The story of the Newport waterfront was one tied to a long history of the sea. Newport is an island and before the bridge it really was a different place. The ferry only ran during the day until summer and then only until 11 pm. Shopping centers were only something one read about in the news; somewhere else.
John and Kelly, sitting on the steps lived in a rooming house on Spring street: I doubt they had health insurance. Having a job was a badge of honor, a duty. All of the men pictured had skills that today people are paying to learn at places like IYRS. They were not particularly literate, but had something to offer.
Aluminum masts were still unusual. Rigging was wire rope. Wood shavings and sawdust were always everywhere, along with galvanized nails and silicon bronze flathead slotted wood screws.
Boats had to be tended to when launched until the planking swelled enough to keep the water out. I delivered a boat south one year that had spent the summer tied to the dock. It was a miracle we did not sink she leaked so badly during the trip . I will add that it blew 50 the entire time.
The Navy was a big presence in Newport, but so was fishing. This was a working waterfront.
All stories must have context. These images are the Newport waterfront I knew as a teenager. I had to limit the images, there are so many that evoke memories of how things were, a simpler time.
Joe Cooper is responsible for this post, when he referred to me as the original wharf rat. The consequences of an offhand remark. I looked up the definition of wharf rat. Unfortunately what I found was not as flattering as I had hoped.

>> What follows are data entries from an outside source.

//! Core library for the city weather widget.
//!
//! This crate defines:
//! - Configuration & credentials handling
//! - Weather data sources (OpenWeather, WeatherAPI.com)
//! - Preference storage
//! - The widget state store, fetch orchestration and rendering
//!
//! It is used by `widget-cli`, but any host that can insert markup and
//! forward attribute changes and control events can mount a [`Widget`].

pub mod config;
pub mod fetch;
pub mod model;
pub mod provider;
pub mod render;
pub mod state;
pub mod storage;
pub mod widget;

pub use config::{Config, ProviderConfig, WidgetConfig};
pub use model::{FetchOutcome, ForecastPoint, ForecastSeries, Theme, Unit, WeatherSnapshot};
pub use provider::{ProviderId, SourceError, WeatherSource};
pub use render::{Binding, Control, Rendered, View};
pub use state::WidgetState;
pub use storage::{FileStore, MemoryStore, PreferenceStore};
pub use widget::{Host, Settled, UiEvent, Widget};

I will post some images of the people who were the real waterfront: gave it personality. For now this is the place they lived and worked.
Long strand manila rope was sill an important commodity in the chandleries, three strand dacron was really special, Samson braid and Intrepid braid did not yet exist.

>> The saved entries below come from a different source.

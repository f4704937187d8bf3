//! The mounted widget: state store, refresh sequencing and host glue.
//!
//! A [`Widget`] is a plain state machine with four entry points: mount,
//! attribute change, form submit and toggle. Each entry point mutates the
//! state synchronously, renders, and spawns a refresh. Refreshes are collected
//! in a [`JoinSet`] and applied by [`Widget::settle_next`], which drops any
//! outcome that is not from the most recently issued refresh.

use std::{collections::VecDeque, sync::Arc};

use tokio::task::JoinSet;

use crate::{
    config::WidgetConfig,
    fetch::fetch_outcome,
    model::{FetchOutcome, Theme, Unit},
    provider::WeatherSource,
    render::{Binding, Control, Rendered, View, render},
    state::WidgetState,
    storage::{PreferenceStore, THEME_KEY, UNIT_KEY, load_preference},
};

/// The page (or any other embedder) the widget lives in.
pub trait Host: Send {
    fn set_attribute(&mut self, name: &str, value: &str);

    /// Replace the widget's whole subtree.
    fn replace_content(&mut self, markup: &str);

    /// Attach listeners for the controls of the subtree just inserted.
    fn bind(&mut self, bindings: &[Binding]);
}

/// Event raised by one of the bound controls.
#[derive(Debug, Clone, PartialEq, Eq)]
pub enum UiEvent {
    Submit(String),
    ToggleTheme,
    ToggleUnit,
}

impl UiEvent {
    pub fn control(&self) -> Control {
        match self {
            UiEvent::Submit(_) => Control::LocationForm,
            UiEvent::ToggleTheme => Control::ThemeToggle,
            UiEvent::ToggleUnit => Control::UnitToggle,
        }
    }
}

/// Result of applying one settled refresh.
#[derive(Debug, Clone, Copy, PartialEq, Eq)]
pub enum Settled {
    Rendered(u64),
    /// A newer refresh was issued after this one.
    Discarded(u64),
}

/// Mirrored attribute writes not yet echoed back by the host.
const MAX_PENDING_ECHOES: usize = 16;

#[derive(Debug)]
struct Settlement {
    sequence: u64,
    outcome: FetchOutcome,
}

pub struct Widget<H: Host> {
    state: WidgetState,
    view: View,
    rendered: Option<Rendered>,
    host: H,
    source: Arc<dyn WeatherSource>,
    prefs: Arc<dyn PreferenceStore>,
    config: WidgetConfig,
    issued: u64,
    refreshes: JoinSet<Settlement>,
    pending_echoes: VecDeque<String>,
}

impl<H: Host> Widget<H> {
    /// Mount a widget and issue its first refresh.
    ///
    /// `location_attribute` is the host-supplied value of the location
    /// attribute, if any. Must be called within a tokio runtime.
    pub fn mount(
        host: H,
        source: Arc<dyn WeatherSource>,
        prefs: Arc<dyn PreferenceStore>,
        config: WidgetConfig,
        location_attribute: Option<&str>,
    ) -> Self {
        let unit = load_preference::<Unit>(prefs.as_ref(), UNIT_KEY).unwrap_or_default();
        let theme = load_preference::<Theme>(prefs.as_ref(), THEME_KEY).unwrap_or_default();
        let state = WidgetState::new(location_attribute, &config.default_location, unit, theme);

        tracing::info!(
            location = state.location(),
            unit = %unit,
            theme = %theme,
            "Mounting weather widget"
        );

        let mut widget = Self {
            state,
            view: View::Idle,
            rendered: None,
            host,
            source,
            prefs,
            config,
            issued: 0,
            refreshes: JoinSet::new(),
            pending_echoes: VecDeque::new(),
        };

        widget.refresh();
        widget
    }

    pub fn state(&self) -> &WidgetState {
        &self.state
    }

    pub fn view(&self) -> &View {
        &self.view
    }

    /// Output of the latest render.
    pub fn rendered(&self) -> Option<&Rendered> {
        self.rendered.as_ref()
    }

    pub fn host(&self) -> &H {
        &self.host
    }

    pub fn host_mut(&mut self) -> &mut H {
        &mut self.host
    }

    /// Sequence number of the most recently issued refresh.
    pub fn latest_sequence(&self) -> u64 {
        self.issued
    }

    pub fn in_flight(&self) -> usize {
        self.refreshes.len()
    }

    /// Tear the widget down and hand the host back. Refreshes still in
    /// flight are abandoned.
    pub fn unmount(self) -> H {
        tracing::debug!(in_flight = self.in_flight(), "Unmounting weather widget");
        self.host
    }

    /// The host reports that one of the widget's attributes changed.
    ///
    /// Returns the sequence number of the refresh it triggered, if any.
    pub fn attribute_changed(&mut self, name: &str, value: Option<&str>) -> Option<u64> {
        if name != self.config.location_attribute {
            return None;
        }

        let value = value.map(str::trim).unwrap_or_default();
        if self.take_echo(value) || value == self.state.location() {
            return None;
        }

        if !self.state.set_location(value) {
            return None;
        }
        Some(self.refresh())
    }

    /// Location form submission.
    pub fn submit_location(&mut self, input: &str) -> Option<u64> {
        if !self.state.set_location(input) {
            tracing::debug!("Ignoring blank location input");
            return None;
        }

        let location = self.state.location().to_string();
        self.host.set_attribute(&self.config.location_attribute, &location);
        if self.pending_echoes.len() == MAX_PENDING_ECHOES {
            self.pending_echoes.pop_front();
        }
        self.pending_echoes.push_back(location);
        Some(self.refresh())
    }

    /// Hosts deliver echoes of our own attribute writes in write order, so a
    /// match also retires every older pending write.
    fn take_echo(&mut self, value: &str) -> bool {
        match self.pending_echoes.iter().position(|v| v == value) {
            Some(index) => {
                self.pending_echoes.drain(..=index);
                true
            }
            None => false,
        }
    }

    /// Flip the theme and persist it. Re-fetches unless `refetch_on_theme`
    /// is off, in which case the current view is only re-rendered.
    pub fn toggle_theme(&mut self) -> Option<u64> {
        let theme = self.state.toggle_theme();
        self.persist(THEME_KEY, theme.as_str());

        if self.config.refetch_on_theme {
            Some(self.refresh())
        } else {
            self.render();
            None
        }
    }

    /// Flip the unit, persist it, and re-fetch.
    pub fn toggle_unit(&mut self) -> u64 {
        let unit = self.state.toggle_unit();
        self.persist(UNIT_KEY, unit.as_str());
        self.refresh()
    }

    /// Route an event from a bound control to its operation.
    pub fn activate(&mut self, event: UiEvent) -> Option<u64> {
        let bound = self.rendered.as_ref().is_some_and(|r| r.binds(event.control()));
        if !bound {
            tracing::debug!("Ignoring {:?}: control not rendered", event.control());
            return None;
        }

        match event {
            UiEvent::Submit(input) => self.submit_location(&input),
            UiEvent::ToggleTheme => self.toggle_theme(),
            UiEvent::ToggleUnit => Some(self.toggle_unit()),
        }
    }

    /// Wait for the next refresh to settle and apply it.
    ///
    /// Returns `None` when nothing is in flight.
    pub async fn settle_next(&mut self) -> Option<Settled> {
        loop {
            match self.refreshes.join_next().await? {
                Ok(settlement) => return Some(self.apply(settlement)),
                Err(e) => tracing::warn!("Refresh task ended without an outcome: {e}"),
            }
        }
    }

    /// Wait for every in-flight refresh and apply them in settlement order.
    pub async fn settle(&mut self) -> Vec<Settled> {
        let mut applied = Vec::new();
        while let Some(settled) = self.settle_next().await {
            applied.push(settled);
        }
        applied
    }

    fn apply(&mut self, settlement: Settlement) -> Settled {
        let Settlement { sequence, outcome } = settlement;

        if sequence != self.issued {
            tracing::debug!(sequence, latest = self.issued, "Discarding stale weather outcome");
            return Settled::Discarded(sequence);
        }

        self.view = View::Settled(outcome);
        self.render();
        Settled::Rendered(sequence)
    }

    /// Show the loading view and start fetching for the current state.
    fn refresh(&mut self) -> u64 {
        self.issued += 1;
        let sequence = self.issued;

        self.view = View::Loading;
        self.render();

        let source = Arc::clone(&self.source);
        let location = self.state.location().to_string();
        let unit = self.state.unit();

        tracing::debug!(sequence, location = %location, unit = %unit, "Refreshing weather");

        self.refreshes.spawn(async move {
            let fetch = tokio::spawn(async move {
                fetch_outcome(source.as_ref(), &location, unit).await
            });
            let outcome = match fetch.await {
                Ok(outcome) => outcome,
                Err(e) => {
                    tracing::warn!(sequence, "Weather fetch task failed: {e}");
                    FetchOutcome::NetworkError {
                        message: "weather fetch failed".to_string(),
                    }
                }
            };
            Settlement { sequence, outcome }
        });

        sequence
    }

    /// Render, then bind the controls of the new subtree.
    fn render(&mut self) {
        let rendered = render(&self.state, &self.view);
        self.host.replace_content(&rendered.markup);
        self.host.bind(&rendered.bindings);
        self.rendered = Some(rendered);
    }

    fn persist(&self, key: &str, value: &str) {
        if let Err(e) = self.prefs.set(key, value) {
            tracing::warn!("Failed to persist {key}: {e:#}");
        }
    }
}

I learned to make my first wire to rope tail splice, and macrame and baggywrinkle were commonplace. Newport was still very much a Navy town. The MP’s were on every corner during the weekends to deal with the sailors on leave.
The important fact is that it was a working waterfront, the fabric of which had evolved from necessity. Life was definitely a little slower.

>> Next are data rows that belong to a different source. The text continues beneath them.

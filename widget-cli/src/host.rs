use std::collections::BTreeMap;

use widget_core::{Binding, FetchOutcome, Host, View, WidgetState, render::whole};

/// Host that keeps the latest markup in memory so it can be printed or
/// written out as a standalone page.
#[derive(Debug, Default)]
pub struct PageHost {
    tag: String,
    attributes: BTreeMap<String, String>,
    markup: String,
    bindings: Vec<Binding>,
}

impl PageHost {
    pub fn new(tag: &str) -> Self {
        Self {
            tag: tag.to_string(),
            ..Self::default()
        }
    }

    pub fn markup(&self) -> &str {
        &self.markup
    }

    /// The widget markup wrapped in its element inside a minimal document.
    pub fn page(&self) -> String {
        let attributes: String = self
            .attributes
            .iter()
            .map(|(name, value)| format!(" {name}=\"{}\"", value.replace('"', "&quot;")))
            .collect();

        format!(
            "<!DOCTYPE html>\n<html>\n<body>\n<{tag}{attributes}>\n{markup}</{tag}>\n</body>\n</html>\n",
            tag = self.tag,
            markup = self.markup,
        )
    }
}

impl Host for PageHost {
    fn set_attribute(&mut self, name: &str, value: &str) {
        self.attributes.insert(name.to_string(), value.to_string());
    }

    fn replace_content(&mut self, markup: &str) {
        self.markup = markup.to_string();
        self.bindings.clear();
    }

    fn bind(&mut self, bindings: &[Binding]) {
        tracing::trace!(count = bindings.len(), "Binding widget controls");
        self.bindings = bindings.to_vec();
    }
}

/// Plain-text rendering of the current view for terminal output.
pub fn summary(state: &WidgetState, view: &View) -> String {
    let unit = state.unit();
    let header = format!("[{} | {} | {}]", state.location(), unit, state.theme());

    match view {
        View::Idle | View::Loading => format!("{header}\nLoading..."),
        View::Settled(FetchOutcome::NotFound { location }) => {
            format!("{header}\nLocation \"{location}\" not found.")
        }
        View::Settled(FetchOutcome::NetworkError { message }) => {
            format!("{header}\nError: {message}")
        }
        View::Settled(FetchOutcome::Success { weather, forecast }) => {
            let t = unit.temperature_label();
            let mut lines = vec![
                header,
                weather.display_name(),
                format!(
                    "{}{t}  {} ({})",
                    whole(weather.temperature),
                    weather.condition.label,
                    weather.condition.description
                ),
                format!(
                    "Feels like {}{t}  Humidity {}%  Wind {:.1} {}",
                    whole(weather.feels_like),
                    weather.humidity_pct,
                    weather.wind_speed,
                    unit.speed_label()
                ),
            ];
            for point in forecast.points() {
                lines.push(format!(
                    "  {}  {}{t}  {}",
                    point.timestamp.format("%a, %b %-d"),
                    whole(point.temperature),
                    point.condition.label
                ));
            }
            lines.join("\n")
        }
    }
}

It is important to keep a perspective. This is the Newport during the 1960’s.Newport was still as sleepy navy town. We do not often take the time to reflect on how things were. If you are like me; you are racing to finish what you started during the day. Never mind the simple interruptions.
The Newport Bridge did not open until 1969. The photograph of the ferry with the bridge in the background I took from the transom of “Carina” on the way out to the start of the transatlantic race to Ireland.
These are the men who worked on the 12 meters and every other ship that was hauled at Newport Shipyard.
Newport still had a working waterfront, filled with fishing boats. As you look at the photos many more small insights will appear.